* EXERCISE PROMPT:
Repeat each record that follows, keeping it identical.

── GIVEN DATA

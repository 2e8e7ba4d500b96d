//! Filtering and ordering of the product listing.

use crate::catalog::Product;
use crate::search::filter::matches_query;
use crate::search::{CatalogQuery, SortKey};
use heritage_i18n::Language;
use std::cmp::Ordering;

/// Run a query over a product list.
///
/// Filters by category and inclusive price range, then sorts by the query's
/// key. The sort is stable, so ties keep their order from `products`. An
/// empty result is a valid answer, including for an inverted price range.
///
/// ```
/// use heritage_commerce::catalog::Catalog;
/// use heritage_commerce::search::{query_catalog, CatalogQuery, SortKey};
/// use heritage_i18n::Language;
///
/// let query = CatalogQuery::new().with_sort(SortKey::PriceLow);
/// let listing = query_catalog(Catalog::builtin().products(), &query, Language::En);
/// assert_eq!(listing.first().unwrap().name, "Handcrafted Leather Journal");
/// ```
pub fn query_catalog<'a>(
    products: &'a [Product],
    query: &CatalogQuery,
    language: Language,
) -> Vec<&'a Product> {
    let mut results: Vec<&Product> = products
        .iter()
        .filter(|product| matches_query(product, query))
        .collect();

    sort_products(&mut results, query.sort, language);

    tracing::trace!(
        total = products.len(),
        matched = results.len(),
        sort = %query.sort,
        "catalog query"
    );
    results
}

/// Stable in-place sort of a listing.
pub fn sort_products(products: &mut [&Product], key: SortKey, language: Language) {
    match key {
        // `false < true`, so flagged products lead.
        SortKey::Bestseller => products.sort_by_key(|p| !p.is_best_seller),
        SortKey::Newest => products.sort_by_key(|p| !p.is_new),
        SortKey::PriceLow => products.sort_by_key(|p| p.price.amount_minor),
        SortKey::PriceHigh => products.sort_by_key(|p| std::cmp::Reverse(p.price.amount_minor)),
        SortKey::Name => products.sort_by(|a, b| {
            compare_names(a.display_name(language), b.display_name(language))
        }),
    }
}

/// Case-insensitive code-point order, ties broken by the raw names.
/// There is no locale collation: accented initials sort after `z`.
fn compare_names(a: &str, b: &str) -> Ordering {
    a.to_lowercase()
        .cmp(&b.to_lowercase())
        .then_with(|| a.cmp(b))
}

────

* SOLUTION TO THE PROBLEM:
repository 2e8e7ba4d500b96d
//! Filtering and ordering of the product listing.

use crate::catalog::Product;
use crate::search::filter::matches_query;
use crate::search::{CatalogQuery, SortKey};
use heritage_i18n::Language;
use std::cmp::Ordering;

/// Run a query over a product list.
///
/// Filters by category and inclusive price range, then sorts by the query's
/// key. The sort is stable, so ties keep their order from `products`. An
/// empty result is a valid answer, including for an inverted price range.
///
/// ```
/// use heritage_commerce::catalog::Catalog;
/// use heritage_commerce::search::{query_catalog, CatalogQuery, SortKey};
/// use heritage_i18n::Language;
///
/// let query = CatalogQuery::new().with_sort(SortKey::PriceLow);
/// let listing = query_catalog(Catalog::builtin().products(), &query, Language::En);
/// assert_eq!(listing.first().unwrap().name, "Handcrafted Leather Journal");
/// ```
pub fn query_catalog<'a>(
    products: &'a [Product],
    query: &CatalogQuery,
    language: Language,
) -> Vec<&'a Product> {
    let mut results: Vec<&Product> = products
        .iter()
        .filter(|product| matches_query(product, query))
        .collect();

    sort_products(&mut results, query.sort, language);

    tracing::trace!(
        total = products.len(),
        matched = results.len(),
        sort = %query.sort,
        "catalog query"
    );
    results
}

/// Stable in-place sort of a listing.
pub fn sort_products(products: &mut [&Product], key: SortKey, language: Language) {
    match key {
        // `false < true`, so flagged products lead.
        SortKey::Bestseller => products.sort_by_key(|p| !p.is_best_seller),
        SortKey::Newest => products.sort_by_key(|p| !p.is_new),
        SortKey::PriceLow => products.sort_by_key(|p| p.price.amount_minor),
        SortKey::PriceHigh => products.sort_by_key(|p| std::cmp::Reverse(p.price.amount_minor)),
        SortKey::Name => products.sort_by(|a, b| {
            compare_names(a.display_name(language), b.display_name(language))
        }),
    }
}

/// Case-insensitive code-point order, ties broken by the raw names.
/// There is no locale collation: accented initials sort after `z`.
fn compare_names(a: &str, b: &str) -> Ordering {
    a.to_lowercase()
        .cmp(&b.to_lowercase())
        .then_with(|| a.cmp(b))
}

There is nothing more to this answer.